Longtime Australian Finance Minister Mathias Cormann has recently been elected to a five-year term as secretary-general of the Organization for Economic Cooperation and Development, an intergovernmental economic group based in Paris.

Cormann will assume his duties on June 1, replacing three-term Secretary-General Angel Gurría of Mexico. New leadership might be exactly what this taxpayer-funded international think tank needs, as it has clearly deviated from its initial mission of promoting prosperity and opportunity around the world.

As Heritage Foundation analysts reported earlier this year, the Organization for Economic Cooperation and Development did vitally important work during its first few decades to open markets, enhance flows of capital across international borders, and increase the confidence of foreign direct investors.

However, during Gurría’s 15-year tenure, the organization moved steadily to the left on multiple issues.

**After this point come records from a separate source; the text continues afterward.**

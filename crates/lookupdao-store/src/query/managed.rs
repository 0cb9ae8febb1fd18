//! Managed query translation
//!
//! Managed queries name the entity and its attributes instead of the table
//! and columns:
//!
//! ```text
//! update TestEntity t set t.text = :text where t.externalId = :id
//! from TestEntity where text = :text
//! ```
//!
//! Translation rewrites the entity name to its quoted table, drops the alias
//! that follows it, and rewrites `alias.attribute` and bare attribute names
//! to quoted columns. A query starting with `from` gets a select list of every
//! mapped column. String literals, quoted identifiers and `:named` parameters
//! pass through untouched.

use crate::errors::Result;
use lookupdao_core::entity::{quote_ident, Entity, EntityDescriptor};
use lookupdao_core::errors::DaoError;

const KEYWORDS: &[&str] = &[
    "all", "and", "as", "asc", "between", "by", "case", "delete", "desc", "distinct", "else",
    "end", "exists", "from", "group", "having", "in", "inner", "insert", "into", "is", "join",
    "left", "like", "limit", "not", "null", "offset", "on", "or", "order", "select", "set",
    "then", "union", "update", "values", "when", "where",
];

fn is_keyword(word: &str) -> bool {
    KEYWORDS.iter().any(|k| k.eq_ignore_ascii_case(word))
}

#[derive(Debug, Clone, PartialEq)]
enum Token {
    /// Identifier, possibly dotted
    Word(String),
    Space(String),
    /// Literal, quoted identifier, parameter or punctuation
    Verbatim(String),
}

fn tokenize(query: &str) -> Vec<Token> {
    let chars: Vec<char> = query.chars().collect();
    let mut tokens = Vec::new();
    let mut i = 0;

    while i < chars.len() {
        let c = chars[i];
        let start = i;
        if c.is_whitespace() {
            while i < chars.len() && chars[i].is_whitespace() {
                i += 1;
            }
            tokens.push(Token::Space(chars[start..i].iter().collect()));
        } else if c == '\'' || c == '"' || c == '`' {
            i += 1;
            while i < chars.len() {
                if chars[i] == c {
                    // Doubled quote is an escaped quote
                    if i + 1 < chars.len() && chars[i + 1] == c {
                        i += 2;
                        continue;
                    }
                    i += 1;
                    break;
                }
                i += 1;
            }
            tokens.push(Token::Verbatim(chars[start..i].iter().collect()));
        } else if c == ':' || c == '?' || c == '@' || c == '$' {
            i += 1;
            while i < chars.len() && (chars[i].is_alphanumeric() || chars[i] == '_') {
                i += 1;
            }
            tokens.push(Token::Verbatim(chars[start..i].iter().collect()));
        } else if c.is_alphabetic() || c == '_' {
            while i < chars.len()
                && (chars[i].is_alphanumeric() || chars[i] == '_' || chars[i] == '.')
            {
                i += 1;
            }
            tokens.push(Token::Word(chars[start..i].iter().collect()));
        } else {
            i += 1;
            tokens.push(Token::Verbatim(c.to_string()));
        }
    }
    tokens
}

/// Rewrite a managed query into SQL over the descriptor's table
///
/// # Errors
///
/// `Validation` when a qualified name refers to an attribute the entity
/// does not have.
pub fn translate<T: Entity>(query: &str, descriptor: &EntityDescriptor<T>) -> Result<String> {
    let tokens = tokenize(query);
    let mut aliases: Vec<String> = Vec::new();
    let mut out = String::with_capacity(query.len() + 32);
    let mut i = 0;

    let first_word = tokens.iter().find_map(|t| match t {
        Token::Word(w) => Some(w.as_str()),
        _ => None,
    });
    if first_word.is_some_and(|w| w.eq_ignore_ascii_case("from")) {
        out.push_str("SELECT ");
        out.push_str(&descriptor.select_list());
        out.push(' ');
    }

    while i < tokens.len() {
        match &tokens[i] {
            Token::Word(word) if word == T::NAME => {
                out.push_str(&descriptor.quoted_table());
                i += 1;
                if let Some((alias, next)) = alias_after(&tokens, i) {
                    aliases.push(alias);
                    i = next;
                }
                continue;
            }
            Token::Word(word) if word.contains('.') => {
                out.push_str(&qualified(word, &aliases, descriptor)?);
            }
            Token::Word(word) if !is_keyword(word) => match descriptor.attribute(word) {
                Some(attr) => out.push_str(&quote_ident(attr.column())),
                None => out.push_str(word),
            },
            Token::Word(word) | Token::Space(word) | Token::Verbatim(word) => out.push_str(word),
        }
        i += 1;
    }

    Ok(out)
}

/// Alias following an entity name, and the index of the token after it
fn alias_after(tokens: &[Token], from: usize) -> Option<(String, usize)> {
    let mut i = from;
    let mut saw_as = false;
    loop {
        match tokens.get(i)? {
            Token::Space(_) => i += 1,
            Token::Word(w) if !saw_as && w.eq_ignore_ascii_case("as") => {
                saw_as = true;
                i += 1;
            }
            Token::Word(w) if !w.contains('.') && (saw_as || !is_keyword(w)) => {
                return Some((w.clone(), i + 1));
            }
            _ => return None,
        }
    }
}

fn qualified<T: Entity>(
    word: &str,
    aliases: &[String],
    descriptor: &EntityDescriptor<T>,
) -> Result<String> {
    let Some((qualifier, attribute)) = word.split_once('.') else {
        return Ok(word.to_string());
    };
    let is_ours = qualifier == T::NAME || aliases.iter().any(|a| a == qualifier);
    if !is_ours {
        return Ok(word.to_string());
    }
    descriptor
        .attribute(attribute)
        .map(|attr| quote_ident(attr.column()))
        .ok_or_else(|| {
            DaoError::validation(format!(
                "{} has no attribute '{}' (in '{}')",
                T::NAME,
                attribute,
                word
            ))
        })
}

#[cfg(test)]
mod tests {
    use super::*;
    use lookupdao_core::entity::{from_value, Attribute, SqlType};

    #[derive(Clone, Default)]
    struct TestEntity {
        id: i64,
        external_id: String,
        text: String,
    }

    impl Entity for TestEntity {
        const NAME: &'static str = "TestEntity";
        const TABLE: &'static str = "test_entity";

        fn attributes() -> Vec<Attribute<Self>> {
            vec![
                Attribute::<Self>::new("id", SqlType::Integer)
                    .identifier()
                    .with_accessors(|e| e.id.into(), |e, v| {
                        e.id = from_value(v)?;
                        Ok(())
                    }),
                Attribute::<Self>::new("externalId", SqlType::Text)
                    .lookup_key()
                    .with_column("ext_id")
                    .with_accessors(|e| e.external_id.clone().into(), |e, v| {
                        e.external_id = from_value(v)?;
                        Ok(())
                    }),
                Attribute::<Self>::new("text", SqlType::Text).with_accessors(
                    |e| e.text.clone().into(),
                    |e, v| {
                        e.text = from_value(v)?;
                        Ok(())
                    },
                ),
            ]
        }
    }

    fn translated(query: &str) -> String {
        let descriptor = EntityDescriptor::<TestEntity>::discover().unwrap();
        translate(query, &descriptor).unwrap()
    }

    #[test]
    fn test_update_with_alias() {
        assert_eq!(
            translated("update TestEntity t set t.text = :text where t.externalId = :id"),
            "update \"test_entity\" set \"text\" = :text where \"ext_id\" = :id"
        );
    }

    #[test]
    fn test_update_without_alias() {
        assert_eq!(
            translated("update TestEntity set text = :text where id > 0"),
            "update \"test_entity\" set \"text\" = :text where \"id\" > 0"
        );
    }

    #[test]
    fn test_from_query_gets_select_list() {
        assert_eq!(
            translated("from TestEntity as e where e.text = :text order by e.id desc"),
            "SELECT \"id\", \"ext_id\", \"text\" from \"test_entity\" where \"text\" = :text order by \"id\" desc"
        );
    }

    #[test]
    fn test_literals_and_params_untouched() {
        assert_eq!(
            translated("update TestEntity set text = 'text' where externalId = :externalId"),
            "update \"test_entity\" set \"text\" = 'text' where \"ext_id\" = :externalId"
        );
    }

    #[test]
    fn test_unknown_qualified_attribute_rejected() {
        let descriptor = EntityDescriptor::<TestEntity>::discover().unwrap();
        let err = translate("update TestEntity t set t.missing = 1", &descriptor).unwrap_err();
        assert_eq!(err.code(), "ERR_VALIDATION");
    }
}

For example, there has been the increased and intensive focus by the organization on climate policy. Climate activists on its staff have made policy recommendations that inevitably demand more government financing and control of energy.

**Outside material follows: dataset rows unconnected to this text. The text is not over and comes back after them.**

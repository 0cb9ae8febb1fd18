//! Store entry point
//!
//! A [`DataStore`] owns one validated configuration, the connection pool,
//! the row-lock table and the set of registered entities. Repositories are
//! handed out per entity type and share the store's executor.
//!
//! ```no_run
//! # use lookupdao_core::DbConfig;
//! # use lookupdao_store::DataStore;
//! # fn demo<Account: lookupdao_core::Entity>() -> lookupdao_store::Result<()> {
//! let store = DataStore::builder(DbConfig::sqlite("app.db"))
//!     .entity::<Account>()
//!     .build()?;
//! let accounts = store.lookup_dao::<Account>()?;
//! # Ok(())
//! # }
//! ```

use crate::dao::LookupDao;
use crate::db::ConnectionPool;
use crate::errors::Result;
use crate::locks::RowLockTable;
use crate::schema::{self, TableSchema};
use crate::transaction::TransactionExecutor;
use lookupdao_core::entity::{Entity, EntityDescriptor};
use lookupdao_core::errors::DaoError;
use lookupdao_core::DbConfig;
use parking_lot::Mutex;
use std::any::{Any, TypeId};
use std::collections::HashMap;
use std::sync::Arc;

type Registration = Box<dyn FnOnce() -> Result<(TypeId, Arc<dyn Any + Send + Sync>, TableSchema)>>;

/// Collects configuration and entity registrations for a [`DataStore`]
pub struct DataStoreBuilder {
    config: DbConfig,
    registrations: Vec<Registration>,
}

impl DataStoreBuilder {
    /// Register entity `T`; its descriptor is discovered by [`build`](Self::build)
    pub fn entity<T: Entity>(mut self) -> Self {
        self.registrations.push(Box::new(|| {
            let descriptor = EntityDescriptor::<T>::discover()?;
            let schema = TableSchema::of(&descriptor);
            let shared: Arc<dyn Any + Send + Sync> = Arc::new(descriptor);
            Ok((TypeId::of::<T>(), shared, schema))
        }));
        self
    }

    /// Validate the configuration, open the pool and register every entity
    ///
    /// # Errors
    ///
    /// `Configuration` for an invalid config or a malformed entity, and any
    /// engine error raised while opening connections or creating tables.
    pub fn build(self) -> Result<DataStore> {
        let Self {
            config,
            registrations,
        } = self;
        config.validate()?;

        tracing::info!(
            component = module_path!(),
            url = %config.url,
            database = ?config.database,
            catalog = ?config.catalog,
            user = ?config.user,
            password = ?config.password,
            create_schema = config.create_schema,
            show_sql = config.show_sql,
            "opening data store"
        );

        let pool = ConnectionPool::new(&config)?;
        let locks = Arc::new(RowLockTable::new());
        let executor = TransactionExecutor::new(Arc::clone(&pool), locks);

        let mut descriptors = HashMap::new();
        let mut schemas = Vec::with_capacity(registrations.len());
        for register in registrations {
            let (type_id, descriptor, table) = register()?;
            if config.create_schema {
                let conn = pool.acquire()?;
                schema::recreate(&conn, &table)?;
            }
            tracing::debug!(
                component = module_path!(),
                entity = table.entity,
                table = table.table,
                "entity registered"
            );
            descriptors.insert(type_id, descriptor);
            schemas.push(table);
        }

        Ok(DataStore {
            config,
            pool,
            executor,
            descriptors: Mutex::new(descriptors),
            schemas,
        })
    }
}

/// Configured store over one SQLite database
pub struct DataStore {
    config: DbConfig,
    pool: Arc<ConnectionPool>,
    executor: TransactionExecutor,
    descriptors: Mutex<HashMap<TypeId, Arc<dyn Any + Send + Sync>>>,
    schemas: Vec<TableSchema>,
}

impl DataStore {
    pub fn builder(config: DbConfig) -> DataStoreBuilder {
        DataStoreBuilder {
            config,
            registrations: Vec::new(),
        }
    }

    pub fn config(&self) -> &DbConfig {
        &self.config
    }

    pub fn executor(&self) -> &TransactionExecutor {
        &self.executor
    }

    /// Tables registered with this store, in registration order
    pub fn schemas(&self) -> &[TableSchema] {
        &self.schemas
    }

    /// Repository for `T`, reusing the descriptor discovered at registration
    ///
    /// An unregistered entity is discovered on first use; its table must
    /// already exist.
    ///
    /// # Errors
    ///
    /// `Configuration` when `T`'s declaration is malformed.
    pub fn lookup_dao<T: Entity>(&self) -> Result<LookupDao<T>> {
        let mut descriptors = self.descriptors.lock();
        let shared = match descriptors.get(&TypeId::of::<T>()) {
            Some(shared) => Arc::clone(shared),
            None => {
                let shared: Arc<dyn Any + Send + Sync> =
                    Arc::new(EntityDescriptor::<T>::discover()?);
                descriptors.insert(TypeId::of::<T>(), Arc::clone(&shared));
                shared
            }
        };
        drop(descriptors);

        let descriptor = shared.downcast::<EntityDescriptor<T>>().map_err(|_| {
            DaoError::configuration(T::NAME, "registered descriptor has a different type")
        })?;
        Ok(LookupDao::with_descriptor(descriptor, self.executor.clone()))
    }

    /// Drop registered tables in create-drop mode and close the pool
    pub fn close(self) -> Result<()> {
        if self.config.create_schema {
            let conn = self.pool.acquire()?;
            schema::drop_all(&conn, &self.schemas)?;
        }
        self.pool.close();
        tracing::info!(component = module_path!(), url = %self.config.url, "data store closed");
        Ok(())
    }
}

impl std::fmt::Debug for DataStore {
    fn fmt(&self, f: &mut std::fmt::Formatter<'_>) -> std::fmt::Result {
        f.debug_struct("DataStore")
            .field("url", &self.config.url)
            .field("tables", &self.schemas.iter().map(|s| s.table).collect::<Vec<_>>())
            .finish()
    }
}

In 2016, it created the Centre on Green Finance and Investment to support the transition to a “green, low-emissions and climate-resilient economy.”

Along with the organization’s Environment Directorate, the Centre on Green Finance and Investment has advocated a number of interventionist climate proposals similar to pushes seen in the European Union and some parts of the United States (e.g. the “Green New Deal”).

For example, the European Union’s program to achieve “climate neutrality” by 2050 appears to be supported by the Organization for Economic Cooperation and Development’s work.  

That work reflects the “whole of government” approach that the left wants to take to address climate issues, with a strong focus on changing how people produce and consume energy, manufacture goods, or grow and process food.

Cormann, a political moderate, has repeatedly expressed concern about extreme measures to respond to climate change, urging a more measured and realistic approach.

The fact that Reuters reported that climate activists such as Greenpeace responded to his election by calling his record on climate “atrocious” is music to the ears of conservatives.

Climate is not the only issue on which the organization has veered leftward. In recent years, its high-taxing European members have pushed for an almost obsessive research focus on international tax avoidance and evasion, and to support ever more intrusive and bureaucratic measures. These decisions have no regard for the impact they would have on the economy, lower-income people, and the developing world.

The organization also recommends that private banks change their lending and underwriting practices to achieve environmental goals.

These programs complement an overarching campaign to restructure all economic activity and redefine the purpose of private businesses for various social or political objectives unrelated to earning a return, satisfying customers, or treating workers or suppliers fairly.

It remains to be seen if Cormann will rein in these misguided economic positions, but one can only hope that he will implement a course correction at the Organization for Economic Cooperation and Development.

The United States should stay involved with the Organization for Economic Cooperation and Development and support incoming Secretary-General Cormann.

Let’s hope the Biden administration encourages Cormann to change course at the forum—away from the near full-time promotion of socialism and big government solutions, which require ever-higher taxes and ever more intrusive government—and toward the foundation of economic freedom upon which the Organization for Economic Cooperation and Development was originally chartered.